[Stored data entries]
────────────────
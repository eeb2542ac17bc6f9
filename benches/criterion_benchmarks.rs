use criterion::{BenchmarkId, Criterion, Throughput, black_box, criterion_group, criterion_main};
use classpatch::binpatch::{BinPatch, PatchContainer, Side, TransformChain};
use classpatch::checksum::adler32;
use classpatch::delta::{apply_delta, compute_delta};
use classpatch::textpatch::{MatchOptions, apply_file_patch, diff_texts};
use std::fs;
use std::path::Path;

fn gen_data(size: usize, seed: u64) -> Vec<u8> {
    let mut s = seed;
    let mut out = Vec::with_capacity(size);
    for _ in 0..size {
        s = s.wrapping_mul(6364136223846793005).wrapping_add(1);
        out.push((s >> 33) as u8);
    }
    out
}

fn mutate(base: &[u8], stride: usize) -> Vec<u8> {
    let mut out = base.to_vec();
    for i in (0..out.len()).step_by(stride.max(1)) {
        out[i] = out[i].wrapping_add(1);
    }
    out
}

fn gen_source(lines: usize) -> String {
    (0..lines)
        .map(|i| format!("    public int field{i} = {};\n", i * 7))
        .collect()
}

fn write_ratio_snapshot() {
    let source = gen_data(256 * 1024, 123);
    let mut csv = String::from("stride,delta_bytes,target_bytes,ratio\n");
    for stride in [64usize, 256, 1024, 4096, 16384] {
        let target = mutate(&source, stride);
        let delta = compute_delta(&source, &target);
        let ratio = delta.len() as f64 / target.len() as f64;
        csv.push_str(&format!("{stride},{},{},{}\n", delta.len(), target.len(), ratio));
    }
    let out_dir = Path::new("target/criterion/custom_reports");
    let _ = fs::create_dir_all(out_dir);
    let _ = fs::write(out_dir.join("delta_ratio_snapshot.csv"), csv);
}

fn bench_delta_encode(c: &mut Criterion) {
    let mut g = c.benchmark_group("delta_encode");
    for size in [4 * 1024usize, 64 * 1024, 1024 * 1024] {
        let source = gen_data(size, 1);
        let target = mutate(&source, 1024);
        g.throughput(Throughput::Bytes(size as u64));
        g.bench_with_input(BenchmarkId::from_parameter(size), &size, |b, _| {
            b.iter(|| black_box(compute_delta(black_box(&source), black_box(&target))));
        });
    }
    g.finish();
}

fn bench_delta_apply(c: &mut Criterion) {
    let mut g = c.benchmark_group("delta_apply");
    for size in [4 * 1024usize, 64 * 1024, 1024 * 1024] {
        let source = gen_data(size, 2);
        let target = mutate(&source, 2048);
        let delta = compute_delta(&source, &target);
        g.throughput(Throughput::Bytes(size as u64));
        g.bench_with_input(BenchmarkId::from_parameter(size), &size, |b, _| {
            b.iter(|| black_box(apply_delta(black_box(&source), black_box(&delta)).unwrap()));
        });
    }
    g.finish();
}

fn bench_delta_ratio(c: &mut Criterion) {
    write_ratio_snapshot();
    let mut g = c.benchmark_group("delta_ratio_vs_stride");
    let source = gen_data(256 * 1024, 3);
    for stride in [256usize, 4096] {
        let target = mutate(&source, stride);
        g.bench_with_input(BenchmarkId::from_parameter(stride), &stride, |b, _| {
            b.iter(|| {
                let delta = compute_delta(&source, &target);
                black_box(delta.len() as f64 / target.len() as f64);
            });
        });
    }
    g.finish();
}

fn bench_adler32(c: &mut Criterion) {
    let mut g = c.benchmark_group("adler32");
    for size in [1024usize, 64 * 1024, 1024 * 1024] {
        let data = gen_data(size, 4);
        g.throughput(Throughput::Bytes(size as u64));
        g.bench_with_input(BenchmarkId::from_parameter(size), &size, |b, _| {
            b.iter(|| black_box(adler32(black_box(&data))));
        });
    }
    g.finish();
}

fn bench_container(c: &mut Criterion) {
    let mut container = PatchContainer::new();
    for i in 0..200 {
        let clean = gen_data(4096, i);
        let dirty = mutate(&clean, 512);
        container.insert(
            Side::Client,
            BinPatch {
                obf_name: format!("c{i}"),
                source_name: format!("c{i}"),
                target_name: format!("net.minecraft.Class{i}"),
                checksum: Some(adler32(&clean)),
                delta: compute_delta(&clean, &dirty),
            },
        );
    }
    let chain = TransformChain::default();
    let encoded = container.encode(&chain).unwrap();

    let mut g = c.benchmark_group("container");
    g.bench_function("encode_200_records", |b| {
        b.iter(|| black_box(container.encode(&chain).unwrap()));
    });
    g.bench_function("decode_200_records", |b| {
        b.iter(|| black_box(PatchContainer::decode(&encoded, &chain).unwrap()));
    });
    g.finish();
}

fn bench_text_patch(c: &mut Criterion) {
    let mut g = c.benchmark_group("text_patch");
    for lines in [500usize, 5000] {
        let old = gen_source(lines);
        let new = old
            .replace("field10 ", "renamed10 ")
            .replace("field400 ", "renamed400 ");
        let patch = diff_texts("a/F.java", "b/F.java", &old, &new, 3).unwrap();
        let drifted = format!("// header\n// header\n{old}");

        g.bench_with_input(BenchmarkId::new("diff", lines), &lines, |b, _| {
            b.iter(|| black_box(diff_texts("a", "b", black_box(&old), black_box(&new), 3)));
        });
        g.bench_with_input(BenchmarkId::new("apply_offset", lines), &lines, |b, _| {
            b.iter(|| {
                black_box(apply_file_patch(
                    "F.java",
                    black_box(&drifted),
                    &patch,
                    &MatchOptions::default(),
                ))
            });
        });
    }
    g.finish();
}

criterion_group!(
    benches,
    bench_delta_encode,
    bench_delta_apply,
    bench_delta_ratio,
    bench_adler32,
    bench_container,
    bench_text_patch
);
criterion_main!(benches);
────────────────
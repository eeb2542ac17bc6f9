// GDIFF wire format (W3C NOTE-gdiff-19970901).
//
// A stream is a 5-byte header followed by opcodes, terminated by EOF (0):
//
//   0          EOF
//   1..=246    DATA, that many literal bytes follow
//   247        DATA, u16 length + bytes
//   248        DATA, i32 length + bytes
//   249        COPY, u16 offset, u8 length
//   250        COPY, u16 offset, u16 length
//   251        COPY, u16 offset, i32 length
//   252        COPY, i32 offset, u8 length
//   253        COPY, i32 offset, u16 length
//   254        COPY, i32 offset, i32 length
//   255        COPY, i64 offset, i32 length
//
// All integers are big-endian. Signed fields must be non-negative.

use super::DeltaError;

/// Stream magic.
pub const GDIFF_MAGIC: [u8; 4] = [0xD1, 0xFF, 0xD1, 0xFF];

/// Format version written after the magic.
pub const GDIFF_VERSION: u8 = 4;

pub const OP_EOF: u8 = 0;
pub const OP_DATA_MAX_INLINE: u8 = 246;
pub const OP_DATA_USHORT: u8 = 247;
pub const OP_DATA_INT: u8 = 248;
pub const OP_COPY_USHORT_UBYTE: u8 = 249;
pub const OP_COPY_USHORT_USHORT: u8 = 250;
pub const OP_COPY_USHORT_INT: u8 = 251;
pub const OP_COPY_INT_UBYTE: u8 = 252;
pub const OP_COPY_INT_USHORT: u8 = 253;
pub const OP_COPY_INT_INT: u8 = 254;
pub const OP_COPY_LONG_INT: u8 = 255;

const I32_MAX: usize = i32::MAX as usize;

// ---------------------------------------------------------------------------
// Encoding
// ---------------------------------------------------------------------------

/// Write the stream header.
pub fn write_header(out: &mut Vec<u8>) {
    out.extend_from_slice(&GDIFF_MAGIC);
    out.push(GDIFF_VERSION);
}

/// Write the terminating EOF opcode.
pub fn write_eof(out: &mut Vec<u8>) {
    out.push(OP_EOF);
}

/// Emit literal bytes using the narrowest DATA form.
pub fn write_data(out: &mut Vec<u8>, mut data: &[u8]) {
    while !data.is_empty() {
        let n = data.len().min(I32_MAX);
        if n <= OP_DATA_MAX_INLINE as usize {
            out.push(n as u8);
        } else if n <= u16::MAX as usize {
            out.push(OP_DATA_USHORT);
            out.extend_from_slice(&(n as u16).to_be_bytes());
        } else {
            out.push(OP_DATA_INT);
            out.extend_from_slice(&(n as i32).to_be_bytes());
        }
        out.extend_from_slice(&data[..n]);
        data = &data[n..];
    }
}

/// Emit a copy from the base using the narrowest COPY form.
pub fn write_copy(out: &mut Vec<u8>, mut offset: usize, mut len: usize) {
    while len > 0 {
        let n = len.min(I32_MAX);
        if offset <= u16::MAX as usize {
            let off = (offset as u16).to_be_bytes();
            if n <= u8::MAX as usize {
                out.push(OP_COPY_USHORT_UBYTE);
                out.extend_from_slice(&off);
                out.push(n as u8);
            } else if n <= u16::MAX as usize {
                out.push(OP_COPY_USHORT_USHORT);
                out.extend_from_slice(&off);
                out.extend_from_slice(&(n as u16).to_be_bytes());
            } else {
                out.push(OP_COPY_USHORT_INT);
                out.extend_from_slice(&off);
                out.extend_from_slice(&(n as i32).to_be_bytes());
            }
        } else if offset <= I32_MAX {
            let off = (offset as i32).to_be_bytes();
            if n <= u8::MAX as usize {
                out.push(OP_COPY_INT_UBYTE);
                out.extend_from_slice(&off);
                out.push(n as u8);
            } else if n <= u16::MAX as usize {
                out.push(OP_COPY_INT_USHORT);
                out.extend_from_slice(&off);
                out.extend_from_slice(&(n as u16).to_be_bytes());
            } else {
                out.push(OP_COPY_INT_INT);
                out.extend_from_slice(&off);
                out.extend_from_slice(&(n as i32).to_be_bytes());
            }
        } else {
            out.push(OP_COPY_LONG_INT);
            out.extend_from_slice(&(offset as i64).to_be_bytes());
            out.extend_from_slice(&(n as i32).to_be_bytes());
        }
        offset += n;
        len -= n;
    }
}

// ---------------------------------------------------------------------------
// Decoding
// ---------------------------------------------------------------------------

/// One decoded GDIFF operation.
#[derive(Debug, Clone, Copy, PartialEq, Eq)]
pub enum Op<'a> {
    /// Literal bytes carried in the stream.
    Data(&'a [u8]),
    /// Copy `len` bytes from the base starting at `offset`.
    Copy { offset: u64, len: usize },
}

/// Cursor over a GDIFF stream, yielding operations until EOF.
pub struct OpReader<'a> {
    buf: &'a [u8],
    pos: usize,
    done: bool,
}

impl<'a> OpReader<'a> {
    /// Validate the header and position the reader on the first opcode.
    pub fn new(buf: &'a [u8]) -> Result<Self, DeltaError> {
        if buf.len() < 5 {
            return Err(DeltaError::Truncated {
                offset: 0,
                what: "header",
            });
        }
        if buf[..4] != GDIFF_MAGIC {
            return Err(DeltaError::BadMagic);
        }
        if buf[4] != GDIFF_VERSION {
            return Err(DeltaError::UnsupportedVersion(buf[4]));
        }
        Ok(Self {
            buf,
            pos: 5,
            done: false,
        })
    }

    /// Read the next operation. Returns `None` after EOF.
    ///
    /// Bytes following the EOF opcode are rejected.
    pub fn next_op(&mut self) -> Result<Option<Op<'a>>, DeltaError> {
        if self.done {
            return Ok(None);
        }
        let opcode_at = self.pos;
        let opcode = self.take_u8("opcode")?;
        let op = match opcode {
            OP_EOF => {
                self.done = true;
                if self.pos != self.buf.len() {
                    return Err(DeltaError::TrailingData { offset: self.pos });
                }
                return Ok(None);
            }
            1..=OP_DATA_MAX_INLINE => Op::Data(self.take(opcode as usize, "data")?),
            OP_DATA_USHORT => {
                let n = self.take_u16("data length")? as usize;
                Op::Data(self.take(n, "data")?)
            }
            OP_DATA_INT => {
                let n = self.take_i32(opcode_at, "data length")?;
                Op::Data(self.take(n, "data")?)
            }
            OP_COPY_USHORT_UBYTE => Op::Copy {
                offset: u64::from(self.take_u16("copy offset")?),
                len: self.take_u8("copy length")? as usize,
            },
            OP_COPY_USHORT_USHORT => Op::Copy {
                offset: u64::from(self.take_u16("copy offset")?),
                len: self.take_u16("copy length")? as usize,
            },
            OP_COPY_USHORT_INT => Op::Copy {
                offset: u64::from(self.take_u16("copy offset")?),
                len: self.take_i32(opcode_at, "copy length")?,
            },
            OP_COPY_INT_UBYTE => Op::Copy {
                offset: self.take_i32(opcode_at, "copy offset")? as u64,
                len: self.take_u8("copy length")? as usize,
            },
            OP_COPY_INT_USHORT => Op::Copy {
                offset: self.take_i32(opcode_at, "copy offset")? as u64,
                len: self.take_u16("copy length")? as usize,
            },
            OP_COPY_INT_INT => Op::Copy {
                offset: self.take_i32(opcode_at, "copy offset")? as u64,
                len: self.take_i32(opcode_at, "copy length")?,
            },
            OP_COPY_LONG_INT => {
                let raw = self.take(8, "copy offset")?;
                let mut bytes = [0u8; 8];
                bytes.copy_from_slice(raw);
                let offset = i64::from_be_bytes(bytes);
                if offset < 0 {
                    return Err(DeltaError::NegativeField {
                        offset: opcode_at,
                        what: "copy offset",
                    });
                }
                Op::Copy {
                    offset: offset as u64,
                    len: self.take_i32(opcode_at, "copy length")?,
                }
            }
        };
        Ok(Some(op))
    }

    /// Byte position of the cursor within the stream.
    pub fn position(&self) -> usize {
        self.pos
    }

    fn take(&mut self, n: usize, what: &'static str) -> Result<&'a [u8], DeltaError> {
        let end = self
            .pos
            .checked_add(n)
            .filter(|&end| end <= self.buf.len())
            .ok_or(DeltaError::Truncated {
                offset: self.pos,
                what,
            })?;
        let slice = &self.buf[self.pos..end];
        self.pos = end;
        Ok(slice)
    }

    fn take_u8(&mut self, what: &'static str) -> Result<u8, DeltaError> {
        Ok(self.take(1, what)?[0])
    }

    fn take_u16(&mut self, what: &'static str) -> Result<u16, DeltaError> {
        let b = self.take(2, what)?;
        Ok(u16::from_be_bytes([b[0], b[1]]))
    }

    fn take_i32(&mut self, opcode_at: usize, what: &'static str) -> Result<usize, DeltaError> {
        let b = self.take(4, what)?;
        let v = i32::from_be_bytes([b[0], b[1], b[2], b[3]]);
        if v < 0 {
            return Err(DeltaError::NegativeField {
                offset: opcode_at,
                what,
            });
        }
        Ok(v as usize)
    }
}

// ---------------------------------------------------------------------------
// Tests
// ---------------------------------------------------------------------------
────────────────
What is required >> Print again the lines of the entries above that fall between the line holding "1..=OP_DATA_MAX_INLINE => Op::Data(self.take(opcode" and the line holding "OP_COPY_USHORT_UBYTE => Op::Copy", inclusive, exactly as they stand.

The answer >>
            1..=OP_DATA_MAX_INLINE => Op::Data(self.take(opcode as usize, "data")?),
            OP_DATA_USHORT => {
                let n = self.take_u16("data length")? as usize;
                Op::Data(self.take(n, "data")?)
            }
            OP_DATA_INT => {
                let n = self.take_i32(opcode_at, "data length")?;
                Op::Data(self.take(n, "data")?)
            }
            OP_COPY_USHORT_UBYTE => Op::Copy {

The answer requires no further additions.